> [Source material]
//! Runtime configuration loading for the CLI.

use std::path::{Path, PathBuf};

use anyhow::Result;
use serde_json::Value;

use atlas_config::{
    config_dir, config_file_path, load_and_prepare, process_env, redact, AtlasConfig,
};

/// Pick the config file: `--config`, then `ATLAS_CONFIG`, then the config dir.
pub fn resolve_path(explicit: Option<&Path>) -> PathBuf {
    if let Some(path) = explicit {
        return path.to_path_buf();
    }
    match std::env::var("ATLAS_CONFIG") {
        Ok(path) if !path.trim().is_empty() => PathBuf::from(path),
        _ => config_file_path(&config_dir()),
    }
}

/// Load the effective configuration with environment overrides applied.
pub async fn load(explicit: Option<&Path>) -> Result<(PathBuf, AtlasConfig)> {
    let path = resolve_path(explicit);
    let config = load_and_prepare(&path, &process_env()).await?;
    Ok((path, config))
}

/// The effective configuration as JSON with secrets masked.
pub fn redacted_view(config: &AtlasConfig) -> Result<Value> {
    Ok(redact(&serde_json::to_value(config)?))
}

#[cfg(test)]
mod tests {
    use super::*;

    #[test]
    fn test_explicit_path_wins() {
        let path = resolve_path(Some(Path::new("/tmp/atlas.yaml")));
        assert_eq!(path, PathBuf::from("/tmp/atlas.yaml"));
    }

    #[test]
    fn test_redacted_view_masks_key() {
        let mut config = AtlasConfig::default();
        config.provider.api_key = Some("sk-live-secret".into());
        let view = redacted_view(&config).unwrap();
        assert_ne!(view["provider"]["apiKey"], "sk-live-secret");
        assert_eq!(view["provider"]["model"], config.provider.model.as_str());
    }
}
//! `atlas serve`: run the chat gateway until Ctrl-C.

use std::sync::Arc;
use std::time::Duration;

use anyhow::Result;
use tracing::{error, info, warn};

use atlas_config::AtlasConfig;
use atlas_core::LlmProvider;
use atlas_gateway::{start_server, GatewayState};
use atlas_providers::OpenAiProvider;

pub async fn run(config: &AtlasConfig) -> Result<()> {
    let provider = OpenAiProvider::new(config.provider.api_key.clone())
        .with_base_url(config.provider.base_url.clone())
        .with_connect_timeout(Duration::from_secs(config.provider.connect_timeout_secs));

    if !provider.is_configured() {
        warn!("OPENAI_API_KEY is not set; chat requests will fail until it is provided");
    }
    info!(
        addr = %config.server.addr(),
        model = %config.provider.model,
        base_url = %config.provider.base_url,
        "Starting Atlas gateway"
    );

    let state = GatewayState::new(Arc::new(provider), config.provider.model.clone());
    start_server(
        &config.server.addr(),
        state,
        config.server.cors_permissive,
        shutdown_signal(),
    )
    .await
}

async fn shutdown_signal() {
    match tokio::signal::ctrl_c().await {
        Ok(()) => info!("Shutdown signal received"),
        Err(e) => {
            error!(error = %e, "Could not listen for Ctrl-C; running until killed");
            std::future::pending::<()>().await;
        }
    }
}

---

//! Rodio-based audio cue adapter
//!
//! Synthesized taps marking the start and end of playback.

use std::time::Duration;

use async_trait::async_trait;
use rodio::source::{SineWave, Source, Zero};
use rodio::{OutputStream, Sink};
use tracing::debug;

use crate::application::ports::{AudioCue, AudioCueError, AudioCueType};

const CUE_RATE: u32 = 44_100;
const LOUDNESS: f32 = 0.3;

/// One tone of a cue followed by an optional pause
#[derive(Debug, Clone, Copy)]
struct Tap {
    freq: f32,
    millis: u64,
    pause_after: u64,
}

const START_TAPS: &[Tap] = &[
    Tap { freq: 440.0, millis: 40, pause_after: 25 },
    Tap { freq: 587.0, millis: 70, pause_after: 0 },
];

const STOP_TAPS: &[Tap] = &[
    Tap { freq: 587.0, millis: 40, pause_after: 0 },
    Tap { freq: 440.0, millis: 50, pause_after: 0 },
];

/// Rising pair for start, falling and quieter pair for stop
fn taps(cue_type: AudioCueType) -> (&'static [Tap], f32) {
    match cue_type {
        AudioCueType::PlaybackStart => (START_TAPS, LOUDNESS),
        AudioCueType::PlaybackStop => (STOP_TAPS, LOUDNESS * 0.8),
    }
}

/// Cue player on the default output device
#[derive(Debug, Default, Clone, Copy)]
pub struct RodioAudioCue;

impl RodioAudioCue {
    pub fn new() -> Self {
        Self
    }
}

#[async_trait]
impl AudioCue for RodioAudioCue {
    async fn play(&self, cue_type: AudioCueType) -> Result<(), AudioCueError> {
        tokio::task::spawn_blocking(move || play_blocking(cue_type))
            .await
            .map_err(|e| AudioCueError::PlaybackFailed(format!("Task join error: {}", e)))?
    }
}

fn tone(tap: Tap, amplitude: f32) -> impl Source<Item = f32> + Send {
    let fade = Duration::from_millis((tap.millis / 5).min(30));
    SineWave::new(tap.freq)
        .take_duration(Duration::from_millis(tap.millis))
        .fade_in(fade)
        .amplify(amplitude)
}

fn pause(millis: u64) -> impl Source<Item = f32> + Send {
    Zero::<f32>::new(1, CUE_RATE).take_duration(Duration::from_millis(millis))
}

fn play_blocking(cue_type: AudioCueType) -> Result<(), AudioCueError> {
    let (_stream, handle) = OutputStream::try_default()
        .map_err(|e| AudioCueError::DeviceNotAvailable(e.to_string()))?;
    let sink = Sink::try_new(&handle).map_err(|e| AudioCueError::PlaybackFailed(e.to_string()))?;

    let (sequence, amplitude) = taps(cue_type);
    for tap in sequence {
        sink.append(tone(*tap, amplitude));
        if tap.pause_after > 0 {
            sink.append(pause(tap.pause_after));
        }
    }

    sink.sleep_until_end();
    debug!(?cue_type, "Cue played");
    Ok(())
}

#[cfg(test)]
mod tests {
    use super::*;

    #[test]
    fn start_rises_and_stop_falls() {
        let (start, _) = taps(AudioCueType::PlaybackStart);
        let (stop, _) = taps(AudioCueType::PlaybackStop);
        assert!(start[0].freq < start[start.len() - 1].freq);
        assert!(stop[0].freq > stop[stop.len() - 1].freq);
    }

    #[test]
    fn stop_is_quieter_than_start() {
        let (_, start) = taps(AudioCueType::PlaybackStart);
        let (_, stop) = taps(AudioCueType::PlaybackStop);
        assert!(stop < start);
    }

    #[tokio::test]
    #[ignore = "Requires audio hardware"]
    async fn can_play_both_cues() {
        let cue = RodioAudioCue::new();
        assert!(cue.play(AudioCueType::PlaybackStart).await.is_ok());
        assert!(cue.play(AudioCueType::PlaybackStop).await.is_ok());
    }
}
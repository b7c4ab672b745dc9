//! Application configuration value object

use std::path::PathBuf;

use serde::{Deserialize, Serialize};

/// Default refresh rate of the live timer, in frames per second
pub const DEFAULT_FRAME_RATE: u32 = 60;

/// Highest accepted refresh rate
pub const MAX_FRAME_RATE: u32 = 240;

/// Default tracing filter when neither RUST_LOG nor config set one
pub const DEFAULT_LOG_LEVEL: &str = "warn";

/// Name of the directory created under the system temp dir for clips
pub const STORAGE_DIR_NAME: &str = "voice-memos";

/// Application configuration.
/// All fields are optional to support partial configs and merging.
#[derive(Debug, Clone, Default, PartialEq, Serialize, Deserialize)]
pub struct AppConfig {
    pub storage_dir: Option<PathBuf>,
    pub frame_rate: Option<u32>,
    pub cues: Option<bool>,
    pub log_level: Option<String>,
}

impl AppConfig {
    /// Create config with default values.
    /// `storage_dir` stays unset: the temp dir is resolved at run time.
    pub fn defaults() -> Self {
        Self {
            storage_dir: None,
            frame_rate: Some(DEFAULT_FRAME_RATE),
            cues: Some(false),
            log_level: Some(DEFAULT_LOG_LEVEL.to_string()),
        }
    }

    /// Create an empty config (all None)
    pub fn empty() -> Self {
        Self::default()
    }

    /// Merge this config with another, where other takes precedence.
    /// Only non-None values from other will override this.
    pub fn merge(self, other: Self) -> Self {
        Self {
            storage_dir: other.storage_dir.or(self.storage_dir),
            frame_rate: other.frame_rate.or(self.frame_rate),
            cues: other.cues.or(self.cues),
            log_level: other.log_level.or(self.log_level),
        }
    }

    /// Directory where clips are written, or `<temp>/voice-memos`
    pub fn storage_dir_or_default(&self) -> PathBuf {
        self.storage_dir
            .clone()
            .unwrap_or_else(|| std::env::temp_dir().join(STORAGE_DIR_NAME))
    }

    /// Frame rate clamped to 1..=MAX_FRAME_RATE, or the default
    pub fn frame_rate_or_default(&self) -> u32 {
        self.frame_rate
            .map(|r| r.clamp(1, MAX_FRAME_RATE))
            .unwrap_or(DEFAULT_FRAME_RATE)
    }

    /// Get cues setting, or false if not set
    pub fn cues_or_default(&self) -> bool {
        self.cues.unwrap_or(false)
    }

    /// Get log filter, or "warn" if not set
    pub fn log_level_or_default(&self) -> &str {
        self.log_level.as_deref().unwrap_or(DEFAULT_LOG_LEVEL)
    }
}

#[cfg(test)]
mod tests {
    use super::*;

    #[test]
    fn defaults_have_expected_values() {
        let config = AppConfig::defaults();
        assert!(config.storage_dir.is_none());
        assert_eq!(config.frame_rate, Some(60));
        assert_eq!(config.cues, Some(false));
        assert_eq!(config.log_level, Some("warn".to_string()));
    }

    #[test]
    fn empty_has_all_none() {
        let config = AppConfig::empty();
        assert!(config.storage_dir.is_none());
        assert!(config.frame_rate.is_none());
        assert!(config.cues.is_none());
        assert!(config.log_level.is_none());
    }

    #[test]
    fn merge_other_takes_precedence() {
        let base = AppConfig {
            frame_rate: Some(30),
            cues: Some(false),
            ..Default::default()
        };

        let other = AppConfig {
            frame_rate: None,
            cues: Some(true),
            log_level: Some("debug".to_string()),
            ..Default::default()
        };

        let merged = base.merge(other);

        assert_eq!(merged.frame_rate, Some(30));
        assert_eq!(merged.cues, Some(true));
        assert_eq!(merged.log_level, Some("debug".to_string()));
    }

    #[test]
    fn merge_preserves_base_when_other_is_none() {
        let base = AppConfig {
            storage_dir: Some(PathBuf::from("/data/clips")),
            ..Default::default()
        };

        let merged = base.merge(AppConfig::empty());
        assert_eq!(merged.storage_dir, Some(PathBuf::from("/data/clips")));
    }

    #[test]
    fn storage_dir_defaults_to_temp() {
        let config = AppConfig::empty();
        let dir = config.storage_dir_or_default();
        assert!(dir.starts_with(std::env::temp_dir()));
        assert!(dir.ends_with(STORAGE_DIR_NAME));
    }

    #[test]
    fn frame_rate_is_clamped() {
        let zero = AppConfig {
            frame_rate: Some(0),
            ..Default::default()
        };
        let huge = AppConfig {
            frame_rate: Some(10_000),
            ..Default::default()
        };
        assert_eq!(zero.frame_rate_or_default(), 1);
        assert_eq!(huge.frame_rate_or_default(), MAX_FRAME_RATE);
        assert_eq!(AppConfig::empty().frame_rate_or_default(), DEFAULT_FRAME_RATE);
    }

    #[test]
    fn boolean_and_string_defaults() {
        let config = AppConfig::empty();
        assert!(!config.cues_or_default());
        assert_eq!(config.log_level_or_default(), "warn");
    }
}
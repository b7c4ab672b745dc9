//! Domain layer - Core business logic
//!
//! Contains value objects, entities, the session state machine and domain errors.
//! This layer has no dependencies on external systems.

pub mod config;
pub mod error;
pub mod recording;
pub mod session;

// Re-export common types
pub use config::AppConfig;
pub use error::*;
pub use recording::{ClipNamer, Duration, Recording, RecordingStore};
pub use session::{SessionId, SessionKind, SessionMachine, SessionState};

> [To do] Could you return exactly the lines above from the line with "70, pause_after: 0" to the line with "default output device", both included, and nothing else?

> [Response area]
    Tap { freq: 587.0, millis: 70, pause_after: 0 },
];

const STOP_TAPS: &[Tap] = &[
    Tap { freq: 587.0, millis: 40, pause_after: 0 },
    Tap { freq: 440.0, millis: 50, pause_after: 0 },
];

/// Rising pair for start, falling and quieter pair for stop
fn taps(cue_type: AudioCueType) -> (&'static [Tap], f32) {
    match cue_type {
        AudioCueType::PlaybackStart => (START_TAPS, LOUDNESS),
        AudioCueType::PlaybackStop => (STOP_TAPS, LOUDNESS * 0.8),
    }
}

/// Cue player on the default output device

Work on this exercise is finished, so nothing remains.